SINGAPORE (Reuters) – The dollar fell from a three weeks on Friday, but looked set for a modest weekly gain, rising Sino-U.s. tensions, and worries about a second wave of corona virus infections have shaken investors.
FILE PHOTO: U. s. dollar notes, in this November 7, 2016, and the image of the illustration. REUTERS/Dado Ruvic/Illustration
Hesitant hopes of a rapid global recovery of the pandemic
the trade-sensitive Australian dollar on the verge of snapping five weeks of gains, with a decline of 1%, its first weekly loss since the beginning of April.
The Aussie was steady in morning trade, at $0.6464, towards the middle of the range, he kept all the days.
The shot, the kiwi found more than 60 cents to $0.6008 from Thursday for a minimum of three weeks of $0.5958.
But most of the major currencies remained stable, most major economies began to ease, the virus-containment measures.
The yen remained stable at 107.40 per dollar. A state of emergency in many regions of Japan were lifted on Thursday.
Against a basket of currencies, the dollar was up about 0.5% this week.
Already dark in the short-term U. s. economic prospects have darkened further in the latest survey by Reuters, economists, with a forecast of 35% at an annualized rate in the second quarter of contraction. While a recovery is still expected in the second half, and the economy will not come close to regaining ground this year.[ECILT/US]
“The market is kind of in a wait-and-see mode at the moment, waiting to see, in particular, if U. s.-china trade tensions really do escalate,” said Rodrigo Catril, a chief foreign exchange analyst at National Australia Bank.
“He does a lot of voices of discontent, but the reality is that if it goes in the effectiveness of any punishment, he knows that he will have consequences on the market, and given the fragile state of the U. s. economy, and it is a delicate balancing act, as amended.”
In an interview with Fox Business Network, broadcast on Thursday, U. S. President, when He said that he was disappointed by China’s failure to contain the corona virus, and suggested that he could cut the ties.
“There are a lot of things we could do. We could do things. One could cut off the entire relationship,” he said.
China insists on the fact that it was transparent, but in the midst of increasingly bitter exchanges, the two parties have called into question the future of the partial trade agreement they signed in January.

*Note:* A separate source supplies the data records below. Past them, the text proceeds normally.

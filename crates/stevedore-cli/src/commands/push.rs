//! Push command - copy local sources into a running pod

use console::style;
use std::path::{Path, PathBuf};
use stevedore_core::ExcludeRules;
use stevedore_kube::{FileSyncStreamer, KubeExec, SyncManifest};

use crate::error::Result;

/// Run the push command
#[allow(clippy::too_many_arguments)]
pub async fn run(
    namespace: &str,
    pod: &str,
    local_root: &Path,
    dest: &str,
    files: Vec<PathBuf>,
    extra_excludes: &[String],
    deleted: &[String],
    roots: &[String],
) -> Result<()> {
    let excludes = ExcludeRules::from_directory(local_root, extra_excludes)?;
    tracing::debug!(rules = excludes.len(), "exclusion rules loaded");

    let client = super::connect().await?;
    let streamer = FileSyncStreamer::new(KubeExec::new(client, namespace));

    if !deleted.is_empty() {
        let roots = if roots.is_empty() {
            vec![dest.to_string()]
        } else {
            roots.to_vec()
        };
        streamer.propagate_deletes(pod, deleted, &roots).await?;
        println!(
            "{} Removed {} path(s) under {} root(s)",
            style("✓").green(),
            deleted.len(),
            roots.len()
        );
        // deletions alone are a complete incremental push
        if files.is_empty() {
            return Ok(());
        }
    }

    let incremental = !files.is_empty();
    let manifest = SyncManifest::full(local_root, dest, excludes).with_changed(files);
    println!(
        "{} Pushing {} to {}:{}",
        style("→").blue().bold(),
        style(local_root.display()).cyan(),
        style(pod).cyan(),
        dest
    );

    let report = streamer.sync(pod, manifest).await?;
    println!(
        "{} Pushed {} file(s), {} dir(s), {} symlink(s){}",
        style("✓").green().bold(),
        report.files,
        report.directories,
        report.symlinks,
        if incremental {
            String::new()
        } else {
            format!(", {} excluded", report.skipped)
        }
    );

    Ok(())
}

The Chinese yuan is a barometer of the relationship between the world’s two biggest economies, has slipped to a week low for the night, but recovered some losses and has been consistently ahead of April industrial and retail sales data due at 0200 GMT.
Investors have been happy to signs of a rebound in China’s manufacturing sector, but we continue to closely monitor the detail of the figures to the signs of a return of the consumption of households as the world turns to China to find clues as to what is a COVID-19 recovery looks like.
Reuters survey, economists showed expectations of a gain of 1.5% in industrial production and a 7% decrease in retail sales, reducing shrinkage from the month of August to 15.8% of lower sales.
“The Data releases which could influence the trading day…and may add to any positive momentum and if they land close to forecast,” said Michael McCarthy, chief market strategist at CMC Markets.
The difference of the pound sterling remained under pressure at $1.2221, after touching a five-week low of $1.2161 night after the British government reiterated its refusal to extend the “brexit” transition period beyond Dec.
The euro also hit a near five-year low against the Swiss franc, or 1.502 franc as the crisis puts pressure on the single currency. It bothered the hero $1.0840.